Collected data
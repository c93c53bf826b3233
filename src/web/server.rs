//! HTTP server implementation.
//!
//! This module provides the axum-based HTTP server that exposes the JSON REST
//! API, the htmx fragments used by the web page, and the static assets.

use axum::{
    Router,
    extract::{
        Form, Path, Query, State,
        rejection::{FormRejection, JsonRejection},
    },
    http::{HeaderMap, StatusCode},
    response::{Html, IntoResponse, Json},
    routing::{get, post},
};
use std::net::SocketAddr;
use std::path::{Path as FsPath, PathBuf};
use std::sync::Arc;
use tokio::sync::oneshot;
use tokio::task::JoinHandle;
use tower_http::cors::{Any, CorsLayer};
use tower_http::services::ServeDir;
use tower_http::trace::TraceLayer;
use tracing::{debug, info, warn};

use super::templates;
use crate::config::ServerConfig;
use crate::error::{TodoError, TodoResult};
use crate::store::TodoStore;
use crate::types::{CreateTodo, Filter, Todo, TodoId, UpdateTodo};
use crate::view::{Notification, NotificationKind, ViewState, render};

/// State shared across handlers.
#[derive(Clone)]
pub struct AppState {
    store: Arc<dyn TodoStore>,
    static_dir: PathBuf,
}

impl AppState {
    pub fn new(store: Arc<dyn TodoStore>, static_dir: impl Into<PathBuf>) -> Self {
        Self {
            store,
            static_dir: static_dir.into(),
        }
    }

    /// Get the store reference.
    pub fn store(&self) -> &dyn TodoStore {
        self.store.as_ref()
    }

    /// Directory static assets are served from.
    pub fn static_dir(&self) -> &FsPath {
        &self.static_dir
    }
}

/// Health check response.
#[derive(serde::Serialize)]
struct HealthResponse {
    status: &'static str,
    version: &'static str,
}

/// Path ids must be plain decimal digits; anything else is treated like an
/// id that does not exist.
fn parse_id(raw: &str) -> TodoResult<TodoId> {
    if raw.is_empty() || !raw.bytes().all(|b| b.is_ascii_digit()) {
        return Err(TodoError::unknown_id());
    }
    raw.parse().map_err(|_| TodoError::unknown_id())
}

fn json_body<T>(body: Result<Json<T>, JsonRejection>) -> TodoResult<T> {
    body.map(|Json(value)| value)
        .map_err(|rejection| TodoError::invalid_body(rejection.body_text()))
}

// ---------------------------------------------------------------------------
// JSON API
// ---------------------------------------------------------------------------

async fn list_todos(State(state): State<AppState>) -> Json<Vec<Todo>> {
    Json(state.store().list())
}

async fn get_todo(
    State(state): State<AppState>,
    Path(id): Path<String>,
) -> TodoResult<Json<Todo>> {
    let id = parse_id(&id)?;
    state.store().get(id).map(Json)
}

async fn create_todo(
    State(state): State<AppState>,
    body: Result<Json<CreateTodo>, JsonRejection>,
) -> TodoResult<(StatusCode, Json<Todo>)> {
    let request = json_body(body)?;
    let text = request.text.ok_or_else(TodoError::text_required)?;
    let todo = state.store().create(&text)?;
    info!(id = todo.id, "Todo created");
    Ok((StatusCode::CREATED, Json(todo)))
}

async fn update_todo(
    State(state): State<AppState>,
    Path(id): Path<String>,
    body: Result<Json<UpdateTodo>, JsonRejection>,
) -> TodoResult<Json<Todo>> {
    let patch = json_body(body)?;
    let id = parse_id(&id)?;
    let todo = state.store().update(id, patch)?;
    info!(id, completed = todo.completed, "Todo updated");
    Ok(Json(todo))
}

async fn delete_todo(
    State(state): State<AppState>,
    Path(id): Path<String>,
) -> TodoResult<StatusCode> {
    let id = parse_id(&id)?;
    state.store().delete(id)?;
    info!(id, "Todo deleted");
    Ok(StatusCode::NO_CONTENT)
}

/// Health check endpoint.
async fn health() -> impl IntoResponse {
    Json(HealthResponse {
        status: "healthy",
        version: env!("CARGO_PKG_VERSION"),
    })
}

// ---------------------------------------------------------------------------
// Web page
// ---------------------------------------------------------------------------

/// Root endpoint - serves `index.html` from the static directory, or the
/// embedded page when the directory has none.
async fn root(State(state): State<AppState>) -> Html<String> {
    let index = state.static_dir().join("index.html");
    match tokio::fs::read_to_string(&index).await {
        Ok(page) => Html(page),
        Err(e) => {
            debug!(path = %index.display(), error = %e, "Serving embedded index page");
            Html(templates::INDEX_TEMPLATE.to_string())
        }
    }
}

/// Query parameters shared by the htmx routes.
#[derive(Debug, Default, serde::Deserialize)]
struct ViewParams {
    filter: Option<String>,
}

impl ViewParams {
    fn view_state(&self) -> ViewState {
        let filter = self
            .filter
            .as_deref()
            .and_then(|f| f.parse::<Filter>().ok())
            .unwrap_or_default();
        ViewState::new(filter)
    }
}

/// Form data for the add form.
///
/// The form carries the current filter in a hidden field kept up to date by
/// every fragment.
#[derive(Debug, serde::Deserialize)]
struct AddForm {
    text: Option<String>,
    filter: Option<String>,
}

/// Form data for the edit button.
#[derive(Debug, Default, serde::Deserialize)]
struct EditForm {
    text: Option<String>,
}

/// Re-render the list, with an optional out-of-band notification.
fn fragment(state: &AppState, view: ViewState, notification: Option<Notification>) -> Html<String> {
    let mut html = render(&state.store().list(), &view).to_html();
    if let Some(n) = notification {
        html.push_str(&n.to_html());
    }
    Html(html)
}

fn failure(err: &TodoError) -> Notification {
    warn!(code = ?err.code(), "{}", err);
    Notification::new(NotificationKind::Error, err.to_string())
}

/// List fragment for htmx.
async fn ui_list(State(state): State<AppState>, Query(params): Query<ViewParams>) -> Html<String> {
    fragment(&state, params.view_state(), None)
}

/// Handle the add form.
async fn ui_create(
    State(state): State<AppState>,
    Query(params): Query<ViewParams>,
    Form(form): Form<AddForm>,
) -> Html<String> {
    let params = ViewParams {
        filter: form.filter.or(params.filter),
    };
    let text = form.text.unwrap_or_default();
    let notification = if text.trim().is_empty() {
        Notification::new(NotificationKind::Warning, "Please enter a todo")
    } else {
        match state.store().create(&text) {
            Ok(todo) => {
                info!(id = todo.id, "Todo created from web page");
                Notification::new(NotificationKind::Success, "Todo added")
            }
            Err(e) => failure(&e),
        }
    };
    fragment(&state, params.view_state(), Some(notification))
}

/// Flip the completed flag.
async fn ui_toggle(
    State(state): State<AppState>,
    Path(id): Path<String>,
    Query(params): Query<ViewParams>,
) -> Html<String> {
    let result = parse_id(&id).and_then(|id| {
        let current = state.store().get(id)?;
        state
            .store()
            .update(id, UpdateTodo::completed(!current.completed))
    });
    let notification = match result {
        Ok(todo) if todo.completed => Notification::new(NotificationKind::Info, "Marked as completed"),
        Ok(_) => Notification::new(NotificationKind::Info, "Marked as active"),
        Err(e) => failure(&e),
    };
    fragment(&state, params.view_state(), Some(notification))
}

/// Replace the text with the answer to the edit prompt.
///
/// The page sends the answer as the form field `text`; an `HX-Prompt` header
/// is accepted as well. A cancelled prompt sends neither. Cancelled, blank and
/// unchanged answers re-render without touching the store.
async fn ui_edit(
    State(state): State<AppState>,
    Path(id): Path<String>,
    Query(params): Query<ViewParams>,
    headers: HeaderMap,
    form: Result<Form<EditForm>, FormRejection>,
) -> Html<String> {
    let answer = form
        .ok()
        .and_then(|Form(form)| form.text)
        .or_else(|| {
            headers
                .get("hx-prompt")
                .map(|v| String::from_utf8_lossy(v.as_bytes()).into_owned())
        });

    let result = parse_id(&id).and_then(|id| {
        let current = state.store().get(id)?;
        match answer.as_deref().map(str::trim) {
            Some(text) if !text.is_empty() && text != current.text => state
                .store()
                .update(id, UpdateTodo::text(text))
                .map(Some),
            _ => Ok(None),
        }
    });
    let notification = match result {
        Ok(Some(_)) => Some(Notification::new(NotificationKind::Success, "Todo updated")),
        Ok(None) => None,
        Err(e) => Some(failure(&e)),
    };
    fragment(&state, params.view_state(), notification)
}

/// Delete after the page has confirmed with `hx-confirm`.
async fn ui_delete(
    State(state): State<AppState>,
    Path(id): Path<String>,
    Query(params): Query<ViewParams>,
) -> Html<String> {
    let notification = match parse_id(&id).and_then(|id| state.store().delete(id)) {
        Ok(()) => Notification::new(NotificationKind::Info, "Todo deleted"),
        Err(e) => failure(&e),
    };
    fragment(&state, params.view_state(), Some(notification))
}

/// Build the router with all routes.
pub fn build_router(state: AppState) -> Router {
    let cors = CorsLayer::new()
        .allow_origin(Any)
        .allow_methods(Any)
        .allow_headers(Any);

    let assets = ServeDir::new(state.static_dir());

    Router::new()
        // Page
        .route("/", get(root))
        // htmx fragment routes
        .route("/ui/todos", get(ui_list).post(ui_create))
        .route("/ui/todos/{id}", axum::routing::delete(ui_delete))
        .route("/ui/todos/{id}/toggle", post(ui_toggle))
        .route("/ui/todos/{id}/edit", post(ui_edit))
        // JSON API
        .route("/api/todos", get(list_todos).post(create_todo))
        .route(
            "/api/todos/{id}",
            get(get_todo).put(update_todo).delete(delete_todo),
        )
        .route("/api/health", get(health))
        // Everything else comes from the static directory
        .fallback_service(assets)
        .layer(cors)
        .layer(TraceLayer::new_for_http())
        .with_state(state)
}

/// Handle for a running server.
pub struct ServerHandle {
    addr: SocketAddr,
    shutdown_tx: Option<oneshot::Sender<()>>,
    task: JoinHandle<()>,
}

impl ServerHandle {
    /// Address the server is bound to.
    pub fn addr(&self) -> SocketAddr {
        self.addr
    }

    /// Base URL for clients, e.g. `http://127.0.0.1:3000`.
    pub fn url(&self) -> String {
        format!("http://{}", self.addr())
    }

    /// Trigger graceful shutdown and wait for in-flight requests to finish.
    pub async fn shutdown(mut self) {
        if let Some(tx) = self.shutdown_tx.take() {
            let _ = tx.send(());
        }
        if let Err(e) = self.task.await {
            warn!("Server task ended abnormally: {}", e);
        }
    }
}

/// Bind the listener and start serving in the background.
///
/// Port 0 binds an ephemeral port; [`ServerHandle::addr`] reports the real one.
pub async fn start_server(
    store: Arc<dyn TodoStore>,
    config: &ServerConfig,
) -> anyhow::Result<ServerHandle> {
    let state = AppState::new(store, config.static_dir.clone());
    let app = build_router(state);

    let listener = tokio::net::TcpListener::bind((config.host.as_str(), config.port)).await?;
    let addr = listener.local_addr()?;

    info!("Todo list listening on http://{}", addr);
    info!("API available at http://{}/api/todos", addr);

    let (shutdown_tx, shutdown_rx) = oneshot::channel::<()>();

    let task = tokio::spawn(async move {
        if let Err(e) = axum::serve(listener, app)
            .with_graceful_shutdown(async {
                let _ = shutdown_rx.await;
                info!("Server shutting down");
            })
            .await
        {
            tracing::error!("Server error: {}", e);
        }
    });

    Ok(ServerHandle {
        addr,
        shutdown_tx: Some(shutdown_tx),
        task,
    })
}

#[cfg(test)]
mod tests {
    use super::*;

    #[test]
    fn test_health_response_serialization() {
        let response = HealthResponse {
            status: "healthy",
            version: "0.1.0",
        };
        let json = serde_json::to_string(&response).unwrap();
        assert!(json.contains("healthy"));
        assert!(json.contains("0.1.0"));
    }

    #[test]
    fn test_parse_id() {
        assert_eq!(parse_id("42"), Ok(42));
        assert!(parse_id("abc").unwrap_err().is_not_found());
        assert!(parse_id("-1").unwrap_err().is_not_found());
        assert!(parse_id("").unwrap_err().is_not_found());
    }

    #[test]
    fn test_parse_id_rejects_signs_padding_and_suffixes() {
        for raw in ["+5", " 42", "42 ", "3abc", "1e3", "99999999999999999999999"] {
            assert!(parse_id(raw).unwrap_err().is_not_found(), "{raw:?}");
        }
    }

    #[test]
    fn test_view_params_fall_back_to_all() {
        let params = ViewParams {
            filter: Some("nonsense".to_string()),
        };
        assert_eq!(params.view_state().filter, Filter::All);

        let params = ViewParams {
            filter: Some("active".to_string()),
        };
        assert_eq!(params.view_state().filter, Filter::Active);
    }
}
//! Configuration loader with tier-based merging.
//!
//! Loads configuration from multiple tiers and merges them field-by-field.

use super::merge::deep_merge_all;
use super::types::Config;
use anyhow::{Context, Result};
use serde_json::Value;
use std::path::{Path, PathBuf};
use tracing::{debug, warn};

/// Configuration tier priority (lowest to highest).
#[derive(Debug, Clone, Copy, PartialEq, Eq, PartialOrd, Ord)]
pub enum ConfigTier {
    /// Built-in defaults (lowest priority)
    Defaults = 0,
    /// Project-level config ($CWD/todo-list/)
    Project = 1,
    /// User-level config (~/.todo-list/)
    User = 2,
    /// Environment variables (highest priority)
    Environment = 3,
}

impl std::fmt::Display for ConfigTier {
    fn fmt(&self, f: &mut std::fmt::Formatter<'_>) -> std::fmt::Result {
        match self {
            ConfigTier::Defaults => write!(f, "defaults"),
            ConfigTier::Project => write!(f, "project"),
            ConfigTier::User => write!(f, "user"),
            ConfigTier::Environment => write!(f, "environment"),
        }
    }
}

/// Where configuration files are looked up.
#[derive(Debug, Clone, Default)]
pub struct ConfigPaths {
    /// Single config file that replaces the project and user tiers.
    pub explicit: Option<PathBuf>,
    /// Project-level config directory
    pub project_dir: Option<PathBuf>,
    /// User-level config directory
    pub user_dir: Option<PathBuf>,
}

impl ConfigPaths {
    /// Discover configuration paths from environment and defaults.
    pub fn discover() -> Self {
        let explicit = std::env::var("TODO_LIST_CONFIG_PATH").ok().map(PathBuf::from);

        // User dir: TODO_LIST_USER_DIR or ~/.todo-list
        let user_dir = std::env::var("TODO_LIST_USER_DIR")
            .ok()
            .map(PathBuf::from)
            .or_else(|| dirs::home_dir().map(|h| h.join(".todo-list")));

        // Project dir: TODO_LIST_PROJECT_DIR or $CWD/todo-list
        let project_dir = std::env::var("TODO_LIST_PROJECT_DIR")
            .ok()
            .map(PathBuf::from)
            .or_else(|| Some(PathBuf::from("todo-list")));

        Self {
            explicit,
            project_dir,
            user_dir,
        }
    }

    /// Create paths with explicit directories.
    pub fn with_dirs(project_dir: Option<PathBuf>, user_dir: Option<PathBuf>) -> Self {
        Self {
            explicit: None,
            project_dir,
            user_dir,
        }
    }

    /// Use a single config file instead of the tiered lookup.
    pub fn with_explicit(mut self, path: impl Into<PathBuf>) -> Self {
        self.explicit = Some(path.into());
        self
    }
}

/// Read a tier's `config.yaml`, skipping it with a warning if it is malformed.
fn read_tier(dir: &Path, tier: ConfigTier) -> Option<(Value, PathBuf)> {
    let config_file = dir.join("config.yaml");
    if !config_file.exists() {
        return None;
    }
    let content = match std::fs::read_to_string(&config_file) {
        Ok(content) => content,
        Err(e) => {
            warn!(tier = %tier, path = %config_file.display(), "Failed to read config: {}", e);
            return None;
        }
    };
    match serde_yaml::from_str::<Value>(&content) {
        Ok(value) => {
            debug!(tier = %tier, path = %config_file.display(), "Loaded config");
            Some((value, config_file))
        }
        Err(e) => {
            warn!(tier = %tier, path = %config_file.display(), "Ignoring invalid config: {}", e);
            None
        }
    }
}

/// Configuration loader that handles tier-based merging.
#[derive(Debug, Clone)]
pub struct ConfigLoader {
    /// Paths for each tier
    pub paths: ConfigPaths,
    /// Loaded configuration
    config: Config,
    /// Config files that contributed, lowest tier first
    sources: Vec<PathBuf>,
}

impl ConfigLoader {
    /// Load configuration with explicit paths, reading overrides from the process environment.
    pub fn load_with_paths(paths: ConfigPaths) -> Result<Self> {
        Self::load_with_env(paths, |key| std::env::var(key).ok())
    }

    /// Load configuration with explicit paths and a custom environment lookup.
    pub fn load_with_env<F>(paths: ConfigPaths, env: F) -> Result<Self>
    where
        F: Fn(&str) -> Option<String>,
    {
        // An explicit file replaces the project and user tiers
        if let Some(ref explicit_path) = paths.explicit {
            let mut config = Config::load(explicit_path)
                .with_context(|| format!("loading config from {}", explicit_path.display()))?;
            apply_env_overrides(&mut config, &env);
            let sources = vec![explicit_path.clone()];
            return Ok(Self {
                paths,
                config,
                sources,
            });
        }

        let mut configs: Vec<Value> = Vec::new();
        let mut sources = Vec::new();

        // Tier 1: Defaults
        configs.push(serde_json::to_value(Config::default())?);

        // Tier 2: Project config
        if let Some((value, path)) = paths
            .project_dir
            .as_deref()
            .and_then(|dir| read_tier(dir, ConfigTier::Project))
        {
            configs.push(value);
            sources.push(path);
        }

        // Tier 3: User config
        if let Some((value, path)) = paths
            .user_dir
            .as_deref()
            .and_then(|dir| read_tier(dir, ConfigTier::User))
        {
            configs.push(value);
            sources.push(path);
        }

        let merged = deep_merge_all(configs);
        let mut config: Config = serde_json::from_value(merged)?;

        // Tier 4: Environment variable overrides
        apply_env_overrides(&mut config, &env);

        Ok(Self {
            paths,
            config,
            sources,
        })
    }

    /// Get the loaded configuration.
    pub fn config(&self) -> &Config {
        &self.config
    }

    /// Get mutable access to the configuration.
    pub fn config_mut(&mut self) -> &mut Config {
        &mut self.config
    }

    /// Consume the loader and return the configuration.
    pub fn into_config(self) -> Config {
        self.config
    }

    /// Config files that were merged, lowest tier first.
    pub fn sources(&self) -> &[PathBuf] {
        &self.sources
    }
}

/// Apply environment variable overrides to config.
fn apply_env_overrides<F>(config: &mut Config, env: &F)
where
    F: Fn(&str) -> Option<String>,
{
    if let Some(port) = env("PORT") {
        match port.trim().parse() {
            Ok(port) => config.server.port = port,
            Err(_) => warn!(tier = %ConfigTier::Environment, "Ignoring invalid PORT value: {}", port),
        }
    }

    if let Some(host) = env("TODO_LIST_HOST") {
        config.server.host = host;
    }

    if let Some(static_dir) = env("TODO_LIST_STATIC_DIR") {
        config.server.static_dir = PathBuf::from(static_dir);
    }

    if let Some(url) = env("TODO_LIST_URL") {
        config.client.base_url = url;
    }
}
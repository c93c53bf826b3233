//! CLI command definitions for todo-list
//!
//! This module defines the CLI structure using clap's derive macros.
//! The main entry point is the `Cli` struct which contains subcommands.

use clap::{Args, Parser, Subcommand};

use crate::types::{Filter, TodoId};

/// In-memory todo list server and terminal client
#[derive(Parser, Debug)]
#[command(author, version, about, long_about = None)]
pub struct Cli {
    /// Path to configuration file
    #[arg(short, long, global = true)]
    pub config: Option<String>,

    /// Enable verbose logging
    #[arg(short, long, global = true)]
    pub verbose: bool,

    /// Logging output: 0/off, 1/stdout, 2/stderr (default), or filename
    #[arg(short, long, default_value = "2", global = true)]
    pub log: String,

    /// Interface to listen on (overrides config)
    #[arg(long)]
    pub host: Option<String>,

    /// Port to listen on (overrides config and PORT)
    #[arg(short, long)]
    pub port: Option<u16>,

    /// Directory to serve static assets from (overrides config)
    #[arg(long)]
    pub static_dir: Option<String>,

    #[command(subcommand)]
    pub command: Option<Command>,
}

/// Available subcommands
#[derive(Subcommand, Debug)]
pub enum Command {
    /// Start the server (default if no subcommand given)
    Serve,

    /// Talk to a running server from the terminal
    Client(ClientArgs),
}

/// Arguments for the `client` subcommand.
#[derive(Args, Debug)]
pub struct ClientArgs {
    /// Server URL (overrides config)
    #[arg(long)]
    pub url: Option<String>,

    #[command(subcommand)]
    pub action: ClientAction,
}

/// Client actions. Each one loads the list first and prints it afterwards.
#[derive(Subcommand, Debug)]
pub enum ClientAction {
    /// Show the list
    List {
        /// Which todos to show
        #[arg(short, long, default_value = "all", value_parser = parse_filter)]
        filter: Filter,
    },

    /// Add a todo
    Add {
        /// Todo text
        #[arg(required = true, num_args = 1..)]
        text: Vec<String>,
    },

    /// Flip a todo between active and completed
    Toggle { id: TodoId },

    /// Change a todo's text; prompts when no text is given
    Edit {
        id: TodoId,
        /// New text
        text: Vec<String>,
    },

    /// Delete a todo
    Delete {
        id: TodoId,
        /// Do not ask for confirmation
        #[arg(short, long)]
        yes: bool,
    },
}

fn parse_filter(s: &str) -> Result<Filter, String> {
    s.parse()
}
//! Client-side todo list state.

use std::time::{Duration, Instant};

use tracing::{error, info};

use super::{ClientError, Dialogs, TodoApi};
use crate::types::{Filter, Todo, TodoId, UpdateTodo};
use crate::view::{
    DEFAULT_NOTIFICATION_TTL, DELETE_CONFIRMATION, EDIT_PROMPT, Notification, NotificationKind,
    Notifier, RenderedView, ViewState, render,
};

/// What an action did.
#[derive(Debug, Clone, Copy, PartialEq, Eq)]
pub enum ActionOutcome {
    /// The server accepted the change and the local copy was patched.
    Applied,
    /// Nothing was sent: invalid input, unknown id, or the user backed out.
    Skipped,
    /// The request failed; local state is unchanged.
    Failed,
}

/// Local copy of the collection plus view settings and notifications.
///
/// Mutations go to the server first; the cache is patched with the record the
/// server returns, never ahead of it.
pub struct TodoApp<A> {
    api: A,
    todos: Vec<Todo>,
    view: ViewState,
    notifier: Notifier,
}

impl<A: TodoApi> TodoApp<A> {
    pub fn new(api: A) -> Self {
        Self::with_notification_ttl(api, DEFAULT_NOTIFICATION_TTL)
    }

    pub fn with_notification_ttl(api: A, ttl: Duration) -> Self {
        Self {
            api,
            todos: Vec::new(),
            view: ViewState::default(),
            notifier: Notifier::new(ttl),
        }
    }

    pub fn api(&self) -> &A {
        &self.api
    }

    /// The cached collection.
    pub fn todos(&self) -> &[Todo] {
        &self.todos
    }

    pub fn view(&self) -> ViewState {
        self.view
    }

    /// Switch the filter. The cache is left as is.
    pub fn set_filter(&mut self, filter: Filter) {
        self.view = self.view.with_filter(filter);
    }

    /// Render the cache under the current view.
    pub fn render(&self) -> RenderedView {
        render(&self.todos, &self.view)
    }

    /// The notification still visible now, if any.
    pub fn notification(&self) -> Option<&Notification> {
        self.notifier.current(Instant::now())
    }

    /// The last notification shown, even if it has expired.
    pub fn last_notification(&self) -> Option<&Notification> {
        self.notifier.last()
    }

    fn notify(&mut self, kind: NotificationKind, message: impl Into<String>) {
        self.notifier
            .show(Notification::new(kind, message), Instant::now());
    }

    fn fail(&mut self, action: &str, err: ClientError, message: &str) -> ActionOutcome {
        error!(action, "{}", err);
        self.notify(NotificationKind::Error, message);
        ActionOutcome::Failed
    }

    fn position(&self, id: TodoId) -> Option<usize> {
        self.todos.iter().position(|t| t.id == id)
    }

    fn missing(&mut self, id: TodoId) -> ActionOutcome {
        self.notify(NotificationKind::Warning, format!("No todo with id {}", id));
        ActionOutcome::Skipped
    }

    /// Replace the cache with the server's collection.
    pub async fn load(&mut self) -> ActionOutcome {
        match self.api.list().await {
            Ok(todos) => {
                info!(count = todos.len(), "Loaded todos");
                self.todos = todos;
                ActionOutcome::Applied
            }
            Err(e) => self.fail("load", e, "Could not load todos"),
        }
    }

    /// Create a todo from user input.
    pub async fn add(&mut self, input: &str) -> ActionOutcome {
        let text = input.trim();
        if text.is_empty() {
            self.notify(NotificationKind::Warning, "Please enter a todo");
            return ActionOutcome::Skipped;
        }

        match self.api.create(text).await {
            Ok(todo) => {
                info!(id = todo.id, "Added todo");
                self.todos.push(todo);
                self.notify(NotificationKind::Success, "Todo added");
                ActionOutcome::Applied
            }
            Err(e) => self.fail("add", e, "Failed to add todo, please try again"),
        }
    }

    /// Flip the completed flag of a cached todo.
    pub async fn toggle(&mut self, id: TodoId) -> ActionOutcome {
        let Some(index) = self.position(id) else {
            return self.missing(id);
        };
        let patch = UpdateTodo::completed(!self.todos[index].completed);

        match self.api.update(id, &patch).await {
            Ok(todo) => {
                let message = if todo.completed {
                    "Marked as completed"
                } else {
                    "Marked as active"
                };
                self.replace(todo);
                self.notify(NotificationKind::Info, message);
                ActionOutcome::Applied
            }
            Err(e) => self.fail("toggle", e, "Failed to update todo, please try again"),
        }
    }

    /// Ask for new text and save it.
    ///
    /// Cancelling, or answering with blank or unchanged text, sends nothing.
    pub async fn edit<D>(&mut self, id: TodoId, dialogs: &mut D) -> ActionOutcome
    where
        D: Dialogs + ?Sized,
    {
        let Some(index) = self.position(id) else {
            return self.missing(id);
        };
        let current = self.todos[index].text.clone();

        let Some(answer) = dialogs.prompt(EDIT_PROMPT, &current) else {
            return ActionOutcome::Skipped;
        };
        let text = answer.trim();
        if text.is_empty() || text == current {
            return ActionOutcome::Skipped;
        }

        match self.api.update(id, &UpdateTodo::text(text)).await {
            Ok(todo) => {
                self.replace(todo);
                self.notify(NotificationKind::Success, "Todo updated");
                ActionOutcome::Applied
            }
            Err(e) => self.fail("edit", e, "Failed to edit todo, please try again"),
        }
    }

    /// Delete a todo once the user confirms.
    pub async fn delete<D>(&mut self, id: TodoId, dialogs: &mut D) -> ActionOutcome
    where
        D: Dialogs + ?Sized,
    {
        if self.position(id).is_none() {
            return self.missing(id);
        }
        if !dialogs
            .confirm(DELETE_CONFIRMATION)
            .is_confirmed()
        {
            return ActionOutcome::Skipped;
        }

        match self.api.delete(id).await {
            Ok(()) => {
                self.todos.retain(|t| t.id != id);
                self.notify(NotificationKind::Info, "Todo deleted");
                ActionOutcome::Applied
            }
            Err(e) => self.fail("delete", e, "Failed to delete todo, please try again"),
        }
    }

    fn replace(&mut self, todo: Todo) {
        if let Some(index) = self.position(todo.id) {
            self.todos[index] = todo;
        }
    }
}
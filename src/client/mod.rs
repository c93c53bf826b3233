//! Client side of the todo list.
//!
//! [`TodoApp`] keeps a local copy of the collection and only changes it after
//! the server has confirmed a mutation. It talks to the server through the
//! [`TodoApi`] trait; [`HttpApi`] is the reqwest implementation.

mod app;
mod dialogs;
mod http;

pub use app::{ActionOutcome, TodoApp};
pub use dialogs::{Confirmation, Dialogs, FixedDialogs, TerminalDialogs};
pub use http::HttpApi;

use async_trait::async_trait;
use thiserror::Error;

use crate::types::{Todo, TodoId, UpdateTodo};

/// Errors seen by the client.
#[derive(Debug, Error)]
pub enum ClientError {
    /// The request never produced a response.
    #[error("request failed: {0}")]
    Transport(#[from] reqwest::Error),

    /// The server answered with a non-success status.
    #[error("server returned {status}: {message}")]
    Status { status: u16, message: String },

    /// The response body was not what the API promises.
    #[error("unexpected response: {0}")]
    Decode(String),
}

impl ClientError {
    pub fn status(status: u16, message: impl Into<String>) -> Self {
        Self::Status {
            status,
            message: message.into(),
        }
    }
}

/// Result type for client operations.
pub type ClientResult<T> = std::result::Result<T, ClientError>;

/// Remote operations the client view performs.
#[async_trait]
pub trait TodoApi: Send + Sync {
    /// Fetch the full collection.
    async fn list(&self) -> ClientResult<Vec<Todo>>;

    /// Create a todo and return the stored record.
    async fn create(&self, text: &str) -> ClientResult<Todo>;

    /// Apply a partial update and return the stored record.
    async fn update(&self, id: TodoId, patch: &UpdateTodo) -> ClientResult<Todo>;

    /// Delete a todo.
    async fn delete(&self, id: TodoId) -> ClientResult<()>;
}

**DIRECTIONS FOR THIS TASK**
Beginning at the line above that contains "defaults (lowest priority)", return each line exactly through the line that contains "environment and defaults.", and no others.

**EXERCISE SOLUTION**
    /// Built-in defaults (lowest priority)
    Defaults = 0,
    /// Project-level config ($CWD/todo-list/)
    Project = 1,
    /// User-level config (~/.todo-list/)
    User = 2,
    /// Environment variables (highest priority)
    Environment = 3,
}

impl std::fmt::Display for ConfigTier {
    fn fmt(&self, f: &mut std::fmt::Formatter<'_>) -> std::fmt::Result {
        match self {
            ConfigTier::Defaults => write!(f, "defaults"),
            ConfigTier::Project => write!(f, "project"),
            ConfigTier::User => write!(f, "user"),
            ConfigTier::Environment => write!(f, "environment"),
        }
    }
}

/// Where configuration files are looked up.
#[derive(Debug, Clone, Default)]
pub struct ConfigPaths {
    /// Single config file that replaces the project and user tiers.
    pub explicit: Option<PathBuf>,
    /// Project-level config directory
    pub project_dir: Option<PathBuf>,
    /// User-level config directory
    pub user_dir: Option<PathBuf>,
}

impl ConfigPaths {
    /// Discover configuration paths from environment and defaults.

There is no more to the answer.